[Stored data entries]
# # #

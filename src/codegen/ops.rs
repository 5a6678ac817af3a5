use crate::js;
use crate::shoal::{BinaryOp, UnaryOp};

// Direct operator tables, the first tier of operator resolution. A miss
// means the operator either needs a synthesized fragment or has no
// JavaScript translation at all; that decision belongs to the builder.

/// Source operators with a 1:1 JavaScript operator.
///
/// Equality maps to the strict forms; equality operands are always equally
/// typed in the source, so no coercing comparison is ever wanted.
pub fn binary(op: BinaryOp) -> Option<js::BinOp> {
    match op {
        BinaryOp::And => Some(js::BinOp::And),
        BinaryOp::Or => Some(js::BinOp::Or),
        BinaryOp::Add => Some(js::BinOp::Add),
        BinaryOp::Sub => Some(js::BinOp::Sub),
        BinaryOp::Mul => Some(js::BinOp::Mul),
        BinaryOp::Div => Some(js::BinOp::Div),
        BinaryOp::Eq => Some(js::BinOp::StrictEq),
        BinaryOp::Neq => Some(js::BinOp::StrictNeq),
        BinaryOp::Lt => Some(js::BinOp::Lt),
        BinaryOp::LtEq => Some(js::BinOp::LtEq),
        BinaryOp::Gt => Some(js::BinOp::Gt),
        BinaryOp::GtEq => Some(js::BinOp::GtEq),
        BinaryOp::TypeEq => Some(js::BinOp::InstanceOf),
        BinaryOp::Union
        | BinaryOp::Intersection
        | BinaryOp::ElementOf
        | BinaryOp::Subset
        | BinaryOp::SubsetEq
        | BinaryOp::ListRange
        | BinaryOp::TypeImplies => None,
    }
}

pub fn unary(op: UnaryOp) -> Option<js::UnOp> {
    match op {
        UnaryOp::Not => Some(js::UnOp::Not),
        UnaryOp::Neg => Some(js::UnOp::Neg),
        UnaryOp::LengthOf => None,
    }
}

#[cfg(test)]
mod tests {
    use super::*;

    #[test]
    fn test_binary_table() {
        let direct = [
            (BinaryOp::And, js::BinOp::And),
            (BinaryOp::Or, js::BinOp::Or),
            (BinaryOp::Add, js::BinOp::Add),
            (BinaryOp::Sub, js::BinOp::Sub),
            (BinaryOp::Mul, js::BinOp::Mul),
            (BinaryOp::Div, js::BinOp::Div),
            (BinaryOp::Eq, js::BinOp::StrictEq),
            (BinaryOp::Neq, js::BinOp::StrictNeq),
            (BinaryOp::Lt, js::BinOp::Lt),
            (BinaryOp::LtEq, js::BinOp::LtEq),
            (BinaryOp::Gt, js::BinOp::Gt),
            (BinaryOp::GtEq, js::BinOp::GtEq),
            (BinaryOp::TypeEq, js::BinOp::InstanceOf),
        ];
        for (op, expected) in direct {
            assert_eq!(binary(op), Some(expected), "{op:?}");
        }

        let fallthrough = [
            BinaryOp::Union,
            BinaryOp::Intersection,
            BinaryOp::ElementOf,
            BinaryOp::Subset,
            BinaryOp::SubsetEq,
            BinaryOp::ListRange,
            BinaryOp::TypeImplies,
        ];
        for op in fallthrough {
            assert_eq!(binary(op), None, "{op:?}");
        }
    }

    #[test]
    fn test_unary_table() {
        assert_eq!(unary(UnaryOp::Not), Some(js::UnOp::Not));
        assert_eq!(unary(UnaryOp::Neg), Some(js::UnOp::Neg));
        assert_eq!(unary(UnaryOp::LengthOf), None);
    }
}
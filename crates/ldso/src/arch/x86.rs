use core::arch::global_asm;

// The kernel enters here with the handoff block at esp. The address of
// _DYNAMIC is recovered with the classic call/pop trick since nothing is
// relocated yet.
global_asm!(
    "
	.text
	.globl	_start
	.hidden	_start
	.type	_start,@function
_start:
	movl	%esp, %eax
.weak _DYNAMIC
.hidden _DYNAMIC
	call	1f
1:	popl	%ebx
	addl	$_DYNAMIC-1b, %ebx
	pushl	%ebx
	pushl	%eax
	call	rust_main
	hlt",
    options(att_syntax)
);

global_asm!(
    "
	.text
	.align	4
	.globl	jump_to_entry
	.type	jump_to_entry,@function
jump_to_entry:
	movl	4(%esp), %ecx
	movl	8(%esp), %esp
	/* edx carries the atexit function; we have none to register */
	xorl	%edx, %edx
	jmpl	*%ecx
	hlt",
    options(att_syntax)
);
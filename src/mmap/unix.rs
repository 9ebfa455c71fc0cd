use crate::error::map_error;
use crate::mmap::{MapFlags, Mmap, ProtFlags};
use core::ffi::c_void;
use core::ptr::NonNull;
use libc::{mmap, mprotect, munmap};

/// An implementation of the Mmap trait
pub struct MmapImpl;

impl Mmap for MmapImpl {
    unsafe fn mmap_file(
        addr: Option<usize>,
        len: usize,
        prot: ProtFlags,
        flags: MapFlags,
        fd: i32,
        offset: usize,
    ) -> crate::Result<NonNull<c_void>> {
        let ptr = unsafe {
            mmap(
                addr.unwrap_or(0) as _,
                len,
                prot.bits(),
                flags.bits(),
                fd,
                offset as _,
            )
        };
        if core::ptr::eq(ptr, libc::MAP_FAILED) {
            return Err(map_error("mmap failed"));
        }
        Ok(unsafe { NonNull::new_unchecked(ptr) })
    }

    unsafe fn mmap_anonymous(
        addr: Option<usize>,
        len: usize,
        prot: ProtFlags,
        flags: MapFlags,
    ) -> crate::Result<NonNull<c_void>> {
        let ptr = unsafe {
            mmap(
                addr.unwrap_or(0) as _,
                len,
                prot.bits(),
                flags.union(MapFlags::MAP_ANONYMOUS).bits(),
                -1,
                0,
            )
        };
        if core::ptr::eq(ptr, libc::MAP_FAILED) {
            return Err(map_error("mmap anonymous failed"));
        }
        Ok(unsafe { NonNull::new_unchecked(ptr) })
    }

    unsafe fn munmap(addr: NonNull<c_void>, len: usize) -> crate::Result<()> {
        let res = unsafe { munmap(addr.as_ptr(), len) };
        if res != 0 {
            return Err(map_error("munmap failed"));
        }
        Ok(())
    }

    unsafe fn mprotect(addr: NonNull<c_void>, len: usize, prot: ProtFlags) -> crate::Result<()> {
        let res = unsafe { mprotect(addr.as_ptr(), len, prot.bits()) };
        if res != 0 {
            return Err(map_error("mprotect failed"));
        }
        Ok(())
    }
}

# # #

Exercise goal: Please retype the top of the data exactly, down to and including the line that holds "are always equally", and nothing further.

Exercise result:
filename src/codegen/ops.rs
repository 5a6678ac817af3a5
use crate::js;
use crate::shoal::{BinaryOp, UnaryOp};

// Direct operator tables, the first tier of operator resolution. A miss
// means the operator either needs a synthesized fragment or has no
// JavaScript translation at all; that decision belongs to the builder.

/// Source operators with a 1:1 JavaScript operator.
///
/// Equality maps to the strict forms; equality operands are always equally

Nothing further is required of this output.